Los conservadores han propuesto ofrecer a los reservistas militares una reducción de impuestos para ayudar a aumentar el número de miembros a tiempo parcial de las fuerzas armadas del Reino Unido a 50.000.
El portavoz de defensa de la oposición, James Cartlidge, afirmó que los reservistas con trabajos a tiempo completo son «golpeados duramente por Hacienda por sacrificar sus tardes y fines de semana».
Un gobierno conservador eximiría de impuestos los primeros 30 días de servicio de un reservista por año fiscal, y esta medida se financiaría con el dinero ahorrado al restablecer el límite máximo de prestaciones por dos hijos .
El ministro de Defensa, Luke Pollard, acusó a los conservadores de haber dejado «el reclutamiento y la retención de personal en crisis» tras sus 14 años en el poder.
Pollard declaró: «Este gobierno laborista está reconstruyendo nuestras fuerzas armadas, entre otras cosas, aumentando el tamaño de nuestras reservas estratégicas y brindándoles más oportunidades para trabajar con sus homólogos regulares».
Los conservadores afirmaron que su compromiso sería reclutar aproximadamente 18.000 nuevos reservistas para elevar el total a 50.000.
Según las estadísticas gubernamentales , el número de efectivos, tanto entrenados como no entrenados, del Ejército, la Real Fuerza Aérea y las reservas marítimas superaba los 32.000 el 1 de enero de 2026.
Los conservadores también quieren garantizar que más reservistas completen sus días mínimos de entrenamiento, que suelen ser de 19 o 27 días.
Un reservista que cumple con su compromiso mínimo de entrenamiento y además aprueba sus pruebas de entrenamiento militar recibe actualmente un pago adicional libre de impuestos, además de su salario.
Según el gobierno , la bonificación anual libre de impuestos se pagó al 46% de los reservistas en 2024/25 .
La líder del Partido Conservador, Kemi Badenoch, afirmó que el Partido Laborista estaba «titubeando», y destacó la decisión de John Healey de dimitir como secretario de Defensa debido a la preocupación de que la financiación del plan de inversión en defensa se quedara «muy por debajo» de lo necesario para mantener la seguridad del país.
Badenoch declaró: «Para financiar nuestra defensa, Gran Bretaña tiene que recortar su gasto en bienestar social.

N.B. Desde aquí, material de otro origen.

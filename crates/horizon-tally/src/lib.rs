//! Horizon Tally - cursor-paged, filterable, selectable collections.
//!
//! This is the main crate. It re-exports the core primitives and adds the
//! collection controller, derived views, selection, the typed backend
//! records and configuration.
//!
//! # Example
//!
//! ```
//! use horizon_tally::prelude::*;
//!
//! #[derive(Clone)]
//! struct Row {
//!     id: String,
//!     score: u32,
//! }
//!
//! impl Identified for Row {
//!     fn id(&self) -> &str {
//!         &self.id
//!     }
//! }
//!
//! # async fn demo() -> Result<(), Box<dyn std::error::Error>> {
//! let source = FnPageSource::new(|_cursor: Option<String>, _query: String| async move {
//!     Ok::<_, FetchError>(Page::last(vec![
//!         Row { id: "a".into(), score: 2 },
//!         Row { id: "b".into(), score: 1 },
//!     ]))
//! });
//!
//! let collection = PagedCollection::new(source);
//! collection.fetch_next().await?;
//!
//! let snapshot = collection.snapshot();
//! let by_score = SortSpec::from(SortKey::by_ord("score", |r: &Row| r.score));
//! let view = snapshot.derive_view(Some(&by_score), None)?;
//! assert_eq!(view.ids(), vec!["b", "a"]);
//! # Ok(())
//! # }
//! ```
//!
//! With the `networking` feature, [`net`] provides a GraphQL
//! [`PageSource`] for the labelling backend.

pub use horizon_tally_core::*;

pub mod collection;
pub mod config;
pub mod prelude;
pub mod records;

/// GraphQL transport and page sources.
#[cfg(feature = "networking")]
pub mod net {
    pub use horizon_tally_net::*;
}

Por eso, los conservadores restablecerán el límite de dos hijos en las prestaciones sociales y destinarán el dinero ahorrado a la defensa».
«Les ofreceremos una reducción de impuestos a nuestros reservistas, apoyando así a nuestras fuerzas armadas para que mantengan la seguridad de nuestro país y garantizando que podamos aumentar nuestras fuerzas de reserva a 50.000 efectivos.»
Cartlidge afirmó que los aliados del Reino Unido en la OTAN están aumentando sus reservas para «hacer frente al mundo cada vez más peligroso al que todos nos enfrentamos».
Dijo: «Gran Bretaña debe hacer lo mismo, pero mientras otros países han recurrido al servicio militar obligatorio, nosotros seguimos comprometidos con unas fuerzas armadas profesionales y voluntarias, y eso significa que debemos lograr que el servicio de reserva sea económicamente rentable».
Los conservadores afirmaron que la implementación de su política costaría alrededor de 44 millones de libras esterlinas en el primer año y que esta cifra aumentaría a lo largo de los cinco años de la legislatura.
Una vez que el número de reservistas alcance los 50.000, la política costaría aproximadamente 152 millones de libras esterlinas al año.
El mayor coste estaría asociado al pago de más reservistas y a que los actuales presten servicio durante más días, con un incentivo exento de impuestos que costaría alrededor de 20 millones de libras esterlinas al año, según el partido.
La Revisión Estratégica de Defensa (SDR, por sus siglas en inglés) del año pasado esbozó un cambio hacia la «preparación para el combate» con el fin de disuadir las amenazas y prometió miles de millones en gastos adicionales para municiones adicionales, aviones de combate de última generación, drones y nuevos submarinos de ataque.
También anticipó que «será necesario» aumentar las fuerzas de reserva activas del Reino Unido en «al menos un 20% cuando la financiación lo permita, muy probablemente en la década de 2030».
La SDR añadió que la defensa «debe hacer un uso mucho mejor de los recursos disponibles», lo que incluye mejorar el reclutamiento y la retención de personal, y acogió con satisfacción parte del trabajo que está llevando a cabo el Ministerio de Defensa.